In June the U.S. economic recovery turns six. That’s old: The average expansion since World War II has lasted less than five years. Yet in some ways, this recovery never really launched. Growth remains weak, averaging around 2 percent since the recession ended. Wages are rising barely above the rate of inflation, and productivity, that magic ingredient that allows us to do more with less, is historically low, growing at less than half a percent a year over the life of the recovery. All this has fueled suspicions that the U.S. has slipped into permanently low growth—what economists call secular stagnation.

Yet there is hope on the horizon, if only a glimmer. Companies have been pouring money into research and development at the fastest pace in 50 years. From November through the end of March, U.S. companies funded R&D at an annual rate of $316 billion, or about 1.8 percent of gross domestic product, the largest share ever for the private sector. That’s up from 1.7 percent last year and 1.6 percent from 2007 to 2014. “If secular stagnation is a ‘thing,’ then U.S. companies are investing like crazy to make sure it doesn’t happen,” says Neil Dutta, senior U.S. economist at Renaissance Macro Research.

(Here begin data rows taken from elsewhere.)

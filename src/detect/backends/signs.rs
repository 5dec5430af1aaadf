use std::collections::VecDeque;

use anyhow::Result;

use crate::detect::backend::DetectorBackend;
use crate::detect::result::Detection;
use crate::frame::Frame;
use crate::region::Region;
use crate::settings::DetectionKind;

/// Thresholds for green street-name sign detection.
///
/// HSV values use the 8-bit OpenCV scale: hue 0..180, saturation and value 0..255.
#[derive(Clone, Debug)]
pub struct SignDetectorConfig {
    pub hsv_lower: [u8; 3],
    pub hsv_upper: [u8; 3],
    /// Side of the square closing kernel.
    pub close_kernel: u32,
    pub min_area: u32,
    pub max_area: u32,
    pub min_aspect: f32,
    pub max_aspect: f32,
    pub max_regions: usize,
}

impl Default for SignDetectorConfig {
    fn default() -> Self {
        Self {
            hsv_lower: [40, 60, 60],
            hsv_upper: [80, 255, 200],
            close_kernel: 7,
            min_area: 800,
            max_area: 25_000,
            min_aspect: 1.5,
            max_aspect: 6.5,
            max_regions: 3,
        }
    }
}

/// Color-based street sign detector.
///
/// Masks sign-green pixels, closes small gaps, then keeps wide blobs of
/// plausible size.
#[derive(Default)]
pub struct HsvSignBackend {
    config: SignDetectorConfig,
}

impl HsvSignBackend {
    pub fn new(config: SignDetectorConfig) -> Self {
        Self { config }
    }

    fn find_regions(&self, frame: &Frame) -> Vec<Region> {
        let (w, h) = (frame.width() as usize, frame.height() as usize);
        if w == 0 || h == 0 {
            return Vec::new();
        }
        let mask = color_mask(frame, self.config.hsv_lower, self.config.hsv_upper);
        let radius = (self.config.close_kernel / 2) as usize;
        let closed = erode(&dilate(&mask, w, h, radius), w, h, radius);
        let filled = fill_holes(&closed, w, h);

        let mut candidates: Vec<Blob> = components(&filled, w, h)
            .into_iter()
            .filter(|blob| blob.area > self.config.min_area && blob.area < self.config.max_area)
            .filter(|blob| {
                let aspect = blob.bounds.width() as f32 / blob.bounds.height() as f32;
                aspect > self.config.min_aspect && aspect < self.config.max_aspect
            })
            .collect();
        // Largest signs first; ties keep scan order.
        candidates.sort_by(|a, b| b.area.cmp(&a.area));
        candidates
            .into_iter()
            .take(self.config.max_regions)
            .map(|blob| blob.bounds)
            .collect()
    }
}

impl DetectorBackend for HsvSignBackend {
    fn name(&self) -> &'static str {
        "hsv-signs"
    }

    fn kind(&self) -> DetectionKind {
        DetectionKind::StreetSigns
    }

    fn detect(&mut self, frame: &Frame) -> Result<Vec<Detection>> {
        Ok(self
            .find_regions(frame)
            .into_iter()
            .map(|region| Detection::new(DetectionKind::StreetSigns, region, 1.0))
            .collect())
    }
}

/// RGB to 8-bit HSV with OpenCV scaling.
pub fn rgb_to_hsv(r: u8, g: u8, b: u8) -> [u8; 3] {
    let (rf, gf, bf) = (r as f32, g as f32, b as f32);
    let max = rf.max(gf).max(bf);
    let min = rf.min(gf).min(bf);
    let diff = max - min;

    let s = if max > 0.0 { 255.0 * diff / max } else { 0.0 };
    let mut hue = if diff == 0.0 {
        0.0
    } else if max == rf {
        60.0 * (gf - bf) / diff
    } else if max == gf {
        120.0 + 60.0 * (bf - rf) / diff
    } else {
        240.0 + 60.0 * (rf - gf) / diff
    };
    if hue < 0.0 {
        hue += 360.0;
    }
    [
        (hue / 2.0).round().min(180.0) as u8,
        s.round() as u8,
        max as u8,
    ]
}

fn color_mask(frame: &Frame, lower: [u8; 3], upper: [u8; 3]) -> Vec<bool> {
    frame
        .pixels()
        .chunks_exact(3)
        .map(|px| {
            let hsv = rgb_to_hsv(px[0], px[1], px[2]);
            (0..3).all(|c| hsv[c] >= lower[c] && hsv[c] <= upper[c])
        })
        .collect()
}

/// Separable max filter over a `(2r+1)` square; pixels outside the image are ignored.
fn dilate(mask: &[bool], w: usize, h: usize, r: usize) -> Vec<bool> {
    morph(mask, w, h, r, true)
}

/// Separable min filter over a `(2r+1)` square; pixels outside the image are ignored.
fn erode(mask: &[bool], w: usize, h: usize, r: usize) -> Vec<bool> {
    morph(mask, w, h, r, false)
}

fn morph(mask: &[bool], w: usize, h: usize, r: usize, dilate: bool) -> Vec<bool> {
    let pass = |src: &[bool], horizontal: bool| -> Vec<bool> {
        let mut out = vec![false; w * h];
        for y in 0..h {
            for x in 0..w {
                let (pos, len) = if horizontal { (x, w) } else { (y, h) };
                let lo = pos.saturating_sub(r);
                let hi = (pos + r).min(len - 1);
                let mut window = (lo..=hi).map(|p| {
                    if horizontal {
                        src[y * w + p]
                    } else {
                        src[p * w + x]
                    }
                });
                out[y * w + x] = if dilate {
                    window.any(|v| v)
                } else {
                    window.all(|v| v)
                };
            }
        }
        out
    };
    pass(&pass(mask, true), false)
}

/// Fill background pockets not connected to the image border.
fn fill_holes(mask: &[bool], w: usize, h: usize) -> Vec<bool> {
    let mut outside = vec![false; w * h];
    let mut queue = VecDeque::new();
    for x in 0..w {
        for y in [0, h - 1] {
            queue.push_back((x, y));
        }
    }
    for y in 0..h {
        for x in [0, w - 1] {
            queue.push_back((x, y));
        }
    }
    while let Some((x, y)) = queue.pop_front() {
        let idx = y * w + x;
        if mask[idx] || outside[idx] {
            continue;
        }
        outside[idx] = true;
        if x > 0 {
            queue.push_back((x - 1, y));
        }
        if x + 1 < w {
            queue.push_back((x + 1, y));
        }
        if y > 0 {
            queue.push_back((x, y - 1));
        }
        if y + 1 < h {
            queue.push_back((x, y + 1));
        }
    }
    outside.into_iter().map(|o| !o).collect()
}

struct Blob {
    bounds: Region,
    area: u32,
}

/// 8-connected components, in scan order of their first pixel.
fn components(mask: &[bool], w: usize, h: usize) -> Vec<Blob> {
    let mut seen = vec![false; w * h];
    let mut blobs = Vec::new();
    let mut stack = Vec::new();
    for start in 0..w * h {
        if !mask[start] || seen[start] {
            continue;
        }
        seen[start] = true;
        stack.push(start);
        let (mut min_x, mut min_y, mut max_x, mut max_y) = (w, h, 0, 0);
        let mut area = 0u32;
        while let Some(idx) = stack.pop() {
            let (x, y) = (idx % w, idx / w);
            area += 1;
            min_x = min_x.min(x);
            min_y = min_y.min(y);
            max_x = max_x.max(x);
            max_y = max_y.max(y);
            for dy in -1i64..=1 {
                for dx in -1i64..=1 {
                    let nx = x as i64 + dx;
                    let ny = y as i64 + dy;
                    if nx < 0 || ny < 0 || nx >= w as i64 || ny >= h as i64 {
                        continue;
                    }
                    let n = ny as usize * w + nx as usize;
                    if mask[n] && !seen[n] {
                        seen[n] = true;
                        stack.push(n);
                    }
                }
            }
        }
        blobs.push(Blob {
            bounds: Region::new(
                min_x as u32,
                min_y as u32,
                max_x as u32 + 1,
                max_y as u32 + 1,
            ),
            area,
        });
    }
    blobs
}

#[cfg(test)]
mod tests {
    use super::*;
    use image::{Rgb, RgbImage};

    const SIGN_GREEN: Rgb<u8> = Rgb([0, 120, 40]);

    fn paint(image: &mut RgbImage, region: Region, color: Rgb<u8>) {
        for y in region.y1..region.y2 {
            for x in region.x1..region.x2 {
                image.put_pixel(x, y, color);
            }
        }
    }

    #[test]
    fn sign_green_is_inside_default_range() {
        let hsv = rgb_to_hsv(0, 120, 40);
        assert_eq!(hsv, [70, 255, 120]);
        assert_eq!(rgb_to_hsv(255, 0, 0), [0, 255, 255]);
        assert_eq!(rgb_to_hsv(0, 0, 255), [120, 255, 255]);
        assert_eq!(rgb_to_hsv(90, 90, 90), [0, 0, 90]);
    }

    #[test]
    fn detects_wide_green_sign_with_lettering() -> Result<()> {
        let mut image = RgbImage::from_pixel(320, 240, Rgb([90, 90, 90]));
        let sign = Region::from_xywh(40, 30, 100, 40);
        paint(&mut image, sign, SIGN_GREEN);
        // White lettering leaves holes in the mask.
        paint(&mut image, Region::from_xywh(55, 40, 20, 15), Rgb([250, 250, 250]));
        paint(&mut image, Region::from_xywh(90, 40, 30, 15), Rgb([250, 250, 250]));

        // Too small and too tall blobs.
        paint(&mut image, Region::from_xywh(200, 200, 10, 10), SIGN_GREEN);
        paint(&mut image, Region::from_xywh(260, 20, 20, 100), SIGN_GREEN);

        let mut backend = HsvSignBackend::default();
        let detections = backend.detect(&Frame::new(image, 1))?;
        assert_eq!(detections.len(), 1);
        assert_eq!(detections[0].region, sign);
        assert_eq!(detections[0].kind, DetectionKind::StreetSigns);
        Ok(())
    }

    #[test]
    fn closing_bridges_small_gaps() {
        let (w, h) = (20, 5);
        let mut mask = vec![false; w * h];
        for x in (2..8).chain(11..17) {
            mask[2 * w + x] = true;
        }
        let closed = erode(&dilate(&mask, w, h, 3), w, h, 3);
        assert!((2..17).all(|x| closed[2 * w + x]));
        assert!(!closed[2 * w]);
    }

    #[test]
    fn region_count_is_capped() -> Result<()> {
        let mut image = RgbImage::from_pixel(640, 480, Rgb([90, 90, 90]));
        for i in 0..5 {
            paint(&mut image, Region::from_xywh(20, 20 + i * 80, 100, 40), SIGN_GREEN);
        }
        let mut backend = HsvSignBackend::default();
        assert_eq!(backend.detect(&Frame::new(image, 1))?.len(), 3);
        Ok(())
    }

    #[test]
    fn capped_regions_are_the_largest_signs() -> Result<()> {
        let mut image = RgbImage::from_pixel(640, 480, Rgb([90, 90, 90]));
        // Smaller signs sit first in scan order.
        let widths = [70u32, 75, 80, 120, 140];
        for (i, width) in widths.iter().enumerate() {
            paint(
                &mut image,
                Region::from_xywh(20, 20 + i as u32 * 80, *width, 40),
                SIGN_GREEN,
            );
        }
        let mut backend = HsvSignBackend::default();
        let detections = backend.detect(&Frame::new(image, 1))?;
        let kept: Vec<u32> = detections.iter().map(|d| d.region.width()).collect();
        assert_eq!(kept, vec![140, 120, 80]);
        Ok(())
    }
}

After years of spending cash on dividend boosts and share buybacks, U.S. companies may finally be realizing they need to start seeding real innovation. To some economists, this marks a turning point as companies make the transition from engineering short-term profits to devising products and more efficient methods of doing business. “In a way, this is what we’ve been waiting for,” says Torsten Slok, chief international economist at Deutsche Bank. “It’s not quite Godot arriving, but it’s close.”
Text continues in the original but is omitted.